Geleceğin mesleği dedikleri bir meslek seçtim, benimle birlikte bu mesleği seçen dostlarla uzun süre o gelecek ne zaman gelecek diye esprili serzenişlerde bulunduk. Sonra dünyada bir pandemi fırtınası koptu ve o gelecek geldi. Moleküler biyologlara ihtiyaç vardı ve gün bugündür dedim gönüllü oldum.

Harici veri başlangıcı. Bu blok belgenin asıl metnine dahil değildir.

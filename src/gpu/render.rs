//! Point-sprite renderer.
//!
//! The instance buffer is written once and never changes: each instance
//! carries its texel lookup coordinate and some scatter metadata. The vertex
//! shader fetches the real position from the compute graph's current
//! position texture, so nothing is ever read back to the host.

use std::sync::Arc;

use bytemuck::{Pod, Zeroable};
use rand::Rng;
use wgpu::util::DeviceExt;

use super::{Camera, ComputeGraph, GpuContext};
use crate::error::GpuError;
use crate::shader::{self, PARTICLES_WGSL};
use crate::uniforms::RenderUniforms;

/// Background colour, `#EEEEEE`.
pub const CLEAR_SRGB: f32 = 0xEE as f32 / 255.0;

/// Half extent of the scatter metadata.
const SCATTER_EXTENT: f32 = 2.5;

/// Static per-instance vertex data.
#[repr(C)]
#[derive(Debug, Clone, Copy, PartialEq, Pod, Zeroable)]
pub struct ParticleInstance {
    /// Texel lookup coordinate in `[0, 1)²`.
    pub reference: [f32; 2],
    /// Random metadata in `±2.5`, `z = 0`.
    pub scatter: [f32; 3],
}

/// One instance per texel of a `size × size` state texture.
pub fn particle_instances<R: Rng>(size: u32, rng: &mut R) -> Vec<ParticleInstance> {
    (0..size * size)
        .map(|i| ParticleInstance {
            reference: [(i % size) as f32 / size as f32, (i / size) as f32 / size as f32],
            scatter: [
                rng.gen_range(-SCATTER_EXTENT..SCATTER_EXTENT),
                rng.gen_range(-SCATTER_EXTENT..SCATTER_EXTENT),
                0.0,
            ],
        })
        .collect()
}

fn srgb_to_linear(c: f32) -> f64 {
    let c = c as f64;
    if c <= 0.04045 {
        c / 12.92
    } else {
        ((c + 0.055) / 1.055).powf(2.4)
    }
}

pub struct RenderState {
    device: Arc<wgpu::Device>,
    queue: Arc<wgpu::Queue>,
    surface: wgpu::Surface<'static>,
    pub config: wgpu::SurfaceConfiguration,
    pipeline: wgpu::RenderPipeline,
    bind_group_layout: wgpu::BindGroupLayout,
    instance_buffer: wgpu::Buffer,
    uniform_buffer: wgpu::Buffer,
    instance_count: u32,
    resolution: u32,
    point_size: f32,
    clear: wgpu::Color,
    pub camera: Camera,
}

impl RenderState {
    /// Takes the surface out of `ctx` and builds the render pipeline.
    pub fn new<R: Rng>(
        ctx: &mut GpuContext,
        width: u32,
        height: u32,
        resolution: u32,
        point_size: f32,
        rng: &mut R,
    ) -> Result<Self, GpuError> {
        shader::validate(PARTICLES_WGSL, "render")?;
        let surface = ctx.surface.take().ok_or(GpuError::NoSurface)?;
        let device = Arc::clone(&ctx.device);
        let queue = Arc::clone(&ctx.queue);

        let surface_caps = surface.get_capabilities(&ctx.adapter);
        let surface_format = surface_caps
            .formats
            .iter()
            .find(|f| f.is_srgb())
            .or_else(|| surface_caps.formats.first())
            .copied()
            .ok_or(GpuError::NoSurface)?;
        let alpha_mode = surface_caps
            .alpha_modes
            .first()
            .copied()
            .unwrap_or(wgpu::CompositeAlphaMode::Auto);

        let config = wgpu::SurfaceConfiguration {
            usage: wgpu::TextureUsages::RENDER_ATTACHMENT,
            format: surface_format,
            width: width.max(1),
            height: height.max(1),
            present_mode: wgpu::PresentMode::AutoVsync,
            alpha_mode,
            view_formats: vec![],
            desired_maximum_frame_latency: 2,
        };
        surface.configure(&device, &config);

        let instances = particle_instances(resolution, rng);
        let instance_buffer = device.create_buffer_init(&wgpu::util::BufferInitDescriptor {
            label: Some("Particle Instance Buffer"),
            contents: bytemuck::cast_slice(&instances),
            usage: wgpu::BufferUsages::VERTEX,
        });

        let camera = Camera::new();
        let uniforms = RenderUniforms::new(
            camera.view_proj(width as f32 / height.max(1) as f32),
            0.0,
            point_size,
            resolution,
        );
        let uniform_buffer = device.create_buffer_init(&wgpu::util::BufferInitDescriptor {
            label: Some("Render Uniform Buffer"),
            contents: bytemuck::bytes_of(&uniforms),
            usage: wgpu::BufferUsages::UNIFORM | wgpu::BufferUsages::COPY_DST,
        });

        let bind_group_layout = device.create_bind_group_layout(&wgpu::BindGroupLayoutDescriptor {
            label: Some("Render Bind Group Layout"),
            entries: &[
                wgpu::BindGroupLayoutEntry {
                    binding: 0,
                    visibility: wgpu::ShaderStages::VERTEX,
                    ty: wgpu::BindingType::Buffer {
                        ty: wgpu::BufferBindingType::Uniform,
                        has_dynamic_offset: false,
                        min_binding_size: None,
                    },
                    count: None,
                },
                wgpu::BindGroupLayoutEntry {
                    binding: 1,
                    visibility: wgpu::ShaderStages::VERTEX,
                    ty: wgpu::BindingType::Texture {
                        sample_type: wgpu::TextureSampleType::Float { filterable: false },
                        view_dimension: wgpu::TextureViewDimension::D2,
                        multisampled: false,
                    },
                    count: None,
                },
            ],
        });

        let module = device.create_shader_module(wgpu::ShaderModuleDescriptor {
            label: Some("Render Shader"),
            source: wgpu::ShaderSource::Wgsl(PARTICLES_WGSL.into()),
        });
        let pipeline_layout = device.create_pipeline_layout(&wgpu::PipelineLayoutDescriptor {
            label: Some("Render Pipeline Layout"),
            bind_group_layouts: &[&bind_group_layout],
            push_constant_ranges: &[],
        });

        let pipeline = device.create_render_pipeline(&wgpu::RenderPipelineDescriptor {
            label: Some("Render Pipeline"),
            layout: Some(&pipeline_layout),
            vertex: wgpu::VertexState {
                module: &module,
                entry_point: Some("vs_main"),
                buffers: &[wgpu::VertexBufferLayout {
                    array_stride: std::mem::size_of::<ParticleInstance>() as wgpu::BufferAddress,
                    step_mode: wgpu::VertexStepMode::Instance,
                    attributes: &wgpu::vertex_attr_array![0 => Float32x2, 1 => Float32x3],
                }],
                compilation_options: Default::default(),
            },
            fragment: Some(wgpu::FragmentState {
                module: &module,
                entry_point: Some("fs_main"),
                targets: &[Some(wgpu::ColorTargetState {
                    format: config.format,
                    blend: Some(wgpu::BlendState::ALPHA_BLENDING),
                    write_mask: wgpu::ColorWrites::ALL,
                })],
                compilation_options: Default::default(),
            }),
            primitive: wgpu::PrimitiveState {
                topology: wgpu::PrimitiveTopology::TriangleList,
                strip_index_format: None,
                front_face: wgpu::FrontFace::Ccw,
                cull_mode: None,
                polygon_mode: wgpu::PolygonMode::Fill,
                unclipped_depth: false,
                conservative: false,
            },
            depth_stencil: None,
            multisample: wgpu::MultisampleState::default(),
            multiview: None,
            cache: None,
        });

        let grey = if surface_format.is_srgb() {
            srgb_to_linear(CLEAR_SRGB)
        } else {
            CLEAR_SRGB as f64
        };

        Ok(Self {
            device,
            queue,
            surface,
            config,
            pipeline,
            bind_group_layout,
            instance_buffer,
            uniform_buffer,
            instance_count: resolution * resolution,
            resolution,
            point_size,
            clear: wgpu::Color {
                r: grey,
                g: grey,
                b: grey,
                a: 1.0,
            },
            camera,
        })
    }

    pub fn resize(&mut self, width: u32, height: u32) {
        if width > 0 && height > 0 {
            self.config.width = width;
            self.config.height = height;
            self.surface.configure(&self.device, &self.config);
        }
    }

    /// Reconfigure with the current size, after the surface was lost.
    pub fn reconfigure(&mut self) {
        self.surface.configure(&self.device, &self.config);
    }

    fn aspect(&self) -> f32 {
        self.config.width as f32 / self.config.height.max(1) as f32
    }

    /// Draw the particles at the compute graph's current positions.
    ///
    /// The position view is fetched fresh on every call; submit the frame's
    /// compute step first so the draw reads its output.
    pub fn draw(&mut self, compute: &ComputeGraph, time: f32) -> Result<(), wgpu::SurfaceError> {
        let output = self.surface.get_current_texture()?;
        let view = output
            .texture
            .create_view(&wgpu::TextureViewDescriptor::default());

        let mut encoder = self
            .device
            .create_command_encoder(&wgpu::CommandEncoderDescriptor {
                label: Some("Render Encoder"),
            });

        let uniforms = RenderUniforms::new(
            self.camera.view_proj(self.aspect()),
            time,
            self.point_size,
            self.resolution,
        );
        self.queue
            .write_buffer(&self.uniform_buffer, 0, bytemuck::bytes_of(&uniforms));

        let bind_group = self.device.create_bind_group(&wgpu::BindGroupDescriptor {
            label: Some("Render Bind Group"),
            layout: &self.bind_group_layout,
            entries: &[
                wgpu::BindGroupEntry {
                    binding: 0,
                    resource: self.uniform_buffer.as_entire_binding(),
                },
                wgpu::BindGroupEntry {
                    binding: 1,
                    resource: wgpu::BindingResource::TextureView(compute.current_position_view()),
                },
            ],
        });

        {
            let mut render_pass = encoder.begin_render_pass(&wgpu::RenderPassDescriptor {
                label: Some("Render Pass"),
                color_attachments: &[Some(wgpu::RenderPassColorAttachment {
                    view: &view,
                    resolve_target: None,
                    ops: wgpu::Operations {
                        load: wgpu::LoadOp::Clear(self.clear),
                        store: wgpu::StoreOp::Store,
                    },
                })],
                depth_stencil_attachment: None,
                timestamp_writes: None,
                occlusion_query_set: None,
            });

            render_pass.set_pipeline(&self.pipeline);
            render_pass.set_bind_group(0, &bind_group, &[]);
            render_pass.set_vertex_buffer(0, self.instance_buffer.slice(..));
            render_pass.draw(0..6, 0..self.instance_count);
        }

        self.queue.submit(std::iter::once(encoder.finish()));
        output.present();
        Ok(())
    }
}

#[cfg(test)]
mod tests {
    use super::*;
    use rand::rngs::SmallRng;
    use rand::SeedableRng;

    #[test]
    fn test_instance_layout() {
        assert_eq!(std::mem::size_of::<ParticleInstance>(), 20);
    }

    #[test]
    fn test_instances_match_texel_order() {
        let mut rng = SmallRng::seed_from_u64(9);
        let instances = particle_instances(4, &mut rng);
        assert_eq!(instances.len(), 16);
        assert_eq!(instances[0].reference, [0.0, 0.0]);
        assert_eq!(instances[6].reference, [0.5, 0.25]);
        for inst in &instances {
            assert!(inst.scatter[0].abs() <= SCATTER_EXTENT);
            assert!(inst.scatter[1].abs() <= SCATTER_EXTENT);
            assert_eq!(inst.scatter[2], 0.0);
        }
    }

    #[test]
    fn test_clear_colour_is_light_grey() {
        let linear = srgb_to_linear(CLEAR_SRGB);
        assert!(linear > 0.8 && linear < 0.9);
    }
}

2 saat içinde kararımı verip, çantamı hazırlayıp Bursa’dan İstanbul’a yola düştüm. Tulumumu giydim, maskemi siperliğimi taktım ve artık covid-19 denen bu virüsle göz göze gelmeye hazırdım. Hani her akşam açıklanmasını beklediğimiz yapılan test sayısı, pozitif vaka sayısı var ya, o verileri hatasız verebilmek için pür dikkat saatlerce laboratuvardaydım, herkes kadar yoruluyordum, fiziksel ekstra hiçbir şikayetim yoktu. Pandemiye rağmen her şey yolundaydı, çünkü böyle bir zamanda yapabileceğim en iyi şeyi yapıyordum. İşin bir ucundan tutmuştum. Ve günün 10-11 saatini bir araştırma hastanesinin içinde geçiriyor olmayı mesleki bir şans ve mesaj olarak görüyordum. Ta ki madem hastanedeyim şu ufak şişkinliği bir doktora göstereyim diyene dek.
Ultrasondayım…
Doktor;
– Kaç yaşındasın ?
– Bu kitle ne zamandır var ?
– Ailende meme kanseri var mı ?
Biyopsideyim…
– Kaç yaşındasın ?
– Bu kitle ne zamandır var ?
– Ailende meme kanseri var mı ?
Kafa sesim rutin sorulardır diyor iç sesim ters giden bir şeyler var, diyor. Neyse ki laboratuvar çok yoğun da düşünmeye pek vaktim olmuyor.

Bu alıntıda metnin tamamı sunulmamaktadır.